Stored items:
★ ★ ★ ★

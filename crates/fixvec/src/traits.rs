use std::ops;

/// Types that support computing their square root.
pub trait Sqrt {
    fn sqrt(self) -> Self;
}

/// Types that have a "zero" value (an additive identity).
pub trait Zero {
    /// The *0* value of this type.
    const ZERO: Self;
}

/// Types that have a "one" value (a multiplicative identity).
pub trait One {
    /// The *1* value of this type.
    const ONE: Self;
}

/// A trait for numeric types that support basic arithmetic operations.
///
/// This is implemented automatically for every type with the right set of operations, which
/// includes [`f32`], [`f64`] and the signed integer types. Unsigned integers lack [`ops::Neg`],
/// but can still be stored in tuples and use the operators that don't need it.
pub trait Number:
    Zero
    + One
    + ops::Neg<Output = Self>
    + ops::Add<Output = Self>
    + ops::Sub<Output = Self>
    + ops::Mul<Output = Self>
    + ops::Div<Output = Self>
    + PartialEq
    + Copy
{
}
impl<T> Number for T where
    T: Zero
        + One
        + ops::Neg<Output = Self>
        + ops::Add<Output = Self>
        + ops::Sub<Output = Self>
        + ops::Mul<Output = Self>
        + ops::Div<Output = Self>
        + PartialEq
        + Copy
{
}

macro_rules! identities {
    ($zero:literal, $one:literal: $($types:ty),+) => {
        $(
            impl Zero for $types {
                const ZERO: Self = $zero;
            }

            impl One for $types {
                const ONE: Self = $one;
            }
        )+
    };
}
identities!(0.0, 1.0: f32, f64);
identities!(0, 1: u8, u16, u32, u64, u128, usize, i8, i16, i32, i64, i128, isize);

impl Sqrt for f32 {
    fn sqrt(self) -> Self {
        self.sqrt()
    }
}
impl Sqrt for f64 {
    fn sqrt(self) -> Self {
        self.sqrt()
    }
}
//! Epsilon-tolerant equality.

mod impls;

use std::{fmt, panic::Location};

/// Types that can be compared for *approximate equality*.
///
/// Compound types implementing this trait are considered *equal* if all of their elements are.
///
/// For more information on the subtleties of approximate floating-point number comparison, see:
/// <https://randomascii.wordpress.com/2012/02/25/comparing-floating-point-numbers-2012-edition/>
pub trait ApproxEq<Rhs: ?Sized = Self> {
    /// Type representing the tolerance of a comparison.
    ///
    /// For floats this is the float type itself. Integers use their unsigned counterpart, since
    /// the difference between two integers is always non-negative.
    type Tolerance: DefaultTolerances + Copy;

    /// Performs an *absolute comparison* of `self` and `other`.
    ///
    /// Values that are exactly equal always compare equal. Otherwise, the values are considered
    /// equal if their absolute difference is strictly less than `abs_tolerance`.
    ///
    /// Non-finite floats only compare equal to themselves: `inf` equals `inf`, `-inf` equals
    /// `-inf`, and `NaN` equals nothing.
    fn abs_diff_eq(&self, other: &Rhs, abs_tolerance: Self::Tolerance) -> bool;
}

/// Trait implemented for the `Tolerance` value of [`ApproxEq`] implementations.
///
/// This supplies the epsilon used by `==` on tuples, by [`approx_eq`], and by
/// [`assert_approx_eq!`][crate::assert_approx_eq] and
/// [`assert_approx_ne!`][crate::assert_approx_ne].
pub trait DefaultTolerances {
    /// Default tolerance for *absolute comparisons* via [`ApproxEq::abs_diff_eq`].
    const DEFAULT_ABS_TOLERANCE: Self;
}

impl DefaultTolerances for f32 {
    const DEFAULT_ABS_TOLERANCE: Self = 1e-5;
}

impl DefaultTolerances for f64 {
    const DEFAULT_ABS_TOLERANCE: Self = 1e-5;
}

macro_rules! exact_tolerance {
    ($($types:ty),+) => {
        $(
            impl DefaultTolerances for $types {
                const DEFAULT_ABS_TOLERANCE: Self = 0;
            }
        )+
    };
}
exact_tolerance!(u8, u16, u32, u64, u128, usize);

/// Compares `a` and `b` using the default tolerance of their type.
///
/// This is the comparison `==` applies to each pair of tuple elements.
///
/// # Examples
///
/// ```
/// # use fixvec::*;
/// assert!(approx_eq(&3.1f32, &3.1));
/// assert!(approx_eq(&3.1f32, &3.10000001));
/// assert!(!approx_eq(&3.1f32, &4.1));
/// ```
pub fn approx_eq<T>(a: &T, b: &T) -> bool
where
    T: ApproxEq + ?Sized,
{
    a.abs_diff_eq(b, T::Tolerance::DEFAULT_ABS_TOLERANCE)
}

/// Assertion guard returned by the [`assert_approx_eq!`][crate::assert_approx_eq]
/// and [`assert_approx_ne!`][crate::assert_approx_ne] macros.
///
/// This type will check the assertion when dropped. By default, the values are compared with
/// [`ApproxEq::abs_diff_eq`] using [`DEFAULT_ABS_TOLERANCE`]. Call [`Asserter::abs`] to use a
/// different tolerance.
///
/// [`DEFAULT_ABS_TOLERANCE`]: DefaultTolerances::DEFAULT_ABS_TOLERANCE
pub struct Asserter<'a, T>
where
    T: ApproxEq + fmt::Debug,
{
    left: &'a T,
    right: &'a T,
    kind: AssertionKind,
    location: &'static Location<'static>,
    msg: Option<fmt::Arguments<'a>>,
    abs: Option<T::Tolerance>,
}

impl<'a, T> Asserter<'a, T>
where
    T: ApproxEq + fmt::Debug,
{
    #[doc(hidden)]
    #[track_caller]
    pub fn new(
        left: &'a T,
        right: &'a T,
        kind: AssertionKind,
        msg: Option<fmt::Arguments<'a>>,
    ) -> Self {
        Self {
            left,
            right,
            kind,
            location: Location::caller(),
            msg,
            abs: None,
        }
    }

    /// Perform an *absolute comparison* of the values with the given tolerance.
    ///
    /// Values whose absolute difference is strictly less than `abs` are considered equal.
    pub fn abs(&mut self, abs: T::Tolerance) -> &mut Self {
        self.abs = Some(abs);
        self
    }
}

impl<'a, T> Drop for Asserter<'a, T>
where
    T: ApproxEq + fmt::Debug,
{
    // FIXME: `#[track_caller]` does not work correctly on destructors (the location of
    // `ptr::drop_in_place` is blamed instead of the user code dropping the value)
    fn drop(&mut self) {
        let abs = self
            .abs
            .take()
            .unwrap_or(T::Tolerance::DEFAULT_ABS_TOLERANCE);

        let equal = T::abs_diff_eq(self.left, self.right, abs);
        if (!equal && self.kind == AssertionKind::Eq) || (equal && self.kind == AssertionKind::Ne) {
            assert_failed_inner(self.left, self.right, self.kind, self.location, self.msg);
        }
    }
}

fn assert_failed_inner(
    left: &dyn fmt::Debug,
    right: &dyn fmt::Debug,
    kind: AssertionKind,
    location: &Location<'_>,
    args: Option<fmt::Arguments<'_>>,
) -> ! {
    let op = match kind {
        AssertionKind::Eq => "==",
        AssertionKind::Ne => "!=",
    };
    match args {
        // `#[track_caller]` doesn't work on `drop`, so the location of the assertion is printed
        // manually.
        Some(args) => panic!(
            r#"assertion `left {op} right` failed at {location}: {args}
  left: {left:?}
 right: {right:?}"#
        ),
        None => panic!(
            r#"assertion `left {op} right` failed at {location}
  left: {left:?}
 right: {right:?}"#
        ),
    }
}

#[doc(hidden)]
#[derive(Clone, Copy, PartialEq, Eq)]
#[non_exhaustive]
pub enum AssertionKind {
    Eq,
    Ne,
}

/// Asserts that two expressions are approximately equal to each other (using [`ApproxEq`]).
///
/// This macro functions identically to [`assert_eq!`], except in that it uses the [`ApproxEq`]
/// trait to perform an approximate comparison, and returns an [`Asserter`] that can be used to
/// configure the tolerance.
///
/// Also see [`assert_approx_ne!`].
///
/// # Examples
///
/// Default tolerance:
///
/// ```
/// # use fixvec::*;
/// let one = (0..10).fold(0.0, |acc, _| acc + 0.1);
/// assert_approx_eq!(one, 1.0);
/// ```
///
/// Custom tolerance:
///
/// ```
/// # use fixvec::*;
/// assert_approx_eq!(100.0, 99.0).abs(1.5);
/// assert_approx_eq!(vec3(1.0, 2.0, 3.0), vec3(1.01, 2.0, 2.99)).abs(0.1);
/// ```
#[macro_export]
macro_rules! assert_approx_eq {
    ($lhs:expr, $rhs:expr $(,)?) => {
        $crate::approx::Asserter::new(&$lhs, &$rhs, $crate::approx::AssertionKind::Eq, ::core::option::Option::None)
    };
    ($lhs:expr, $rhs:expr, $($arg:tt)+) => {
        $crate::approx::Asserter::new(&$lhs, &$rhs, $crate::approx::AssertionKind::Eq, ::core::option::Option::Some(::core::format_args!($($arg)+)))
    };
}

/// Asserts that two expressions are *not* approximately equal to each other (using [`ApproxEq`]).
///
/// This macro functions identically to [`assert_ne!`], except in that it uses the [`ApproxEq`]
/// trait to perform an approximate comparison, and returns an [`Asserter`] that can be used to
/// configure the tolerance.
///
/// Also see [`assert_approx_eq!`].
///
/// # Examples
///
/// ```
/// # use fixvec::*;
/// assert_approx_ne!(100.0, 99.0);
/// assert_approx_ne!(100.0, 99.0).abs(0.5);
/// ```
#[macro_export]
macro_rules! assert_approx_ne {
    ($lhs:expr, $rhs:expr $(,)?) => {
        $crate::approx::Asserter::new(
            &$lhs,
            &$rhs,
            $crate::approx::AssertionKind::Ne,
            ::core::option::Option::None
        )
    };
    ($lhs:expr, $rhs:expr, $($arg:tt)+) => {
        $crate::approx::Asserter::new(
            &$lhs,
            &$rhs,
            $crate::approx::AssertionKind::Ne,
            ::core::option::Option::Some(::core::format_args!($($arg)+))
        )
    };
}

★ ★ ★ ★

» THE TASK:
Show all lines in the entries above where the word "implemented" appears.

» ANSWER TO THE EXERCISE:
/// This is implemented automatically for every type with the right set of operations, which
/// Trait implemented for the `Tolerance` value of [`ApproxEq`] implementations.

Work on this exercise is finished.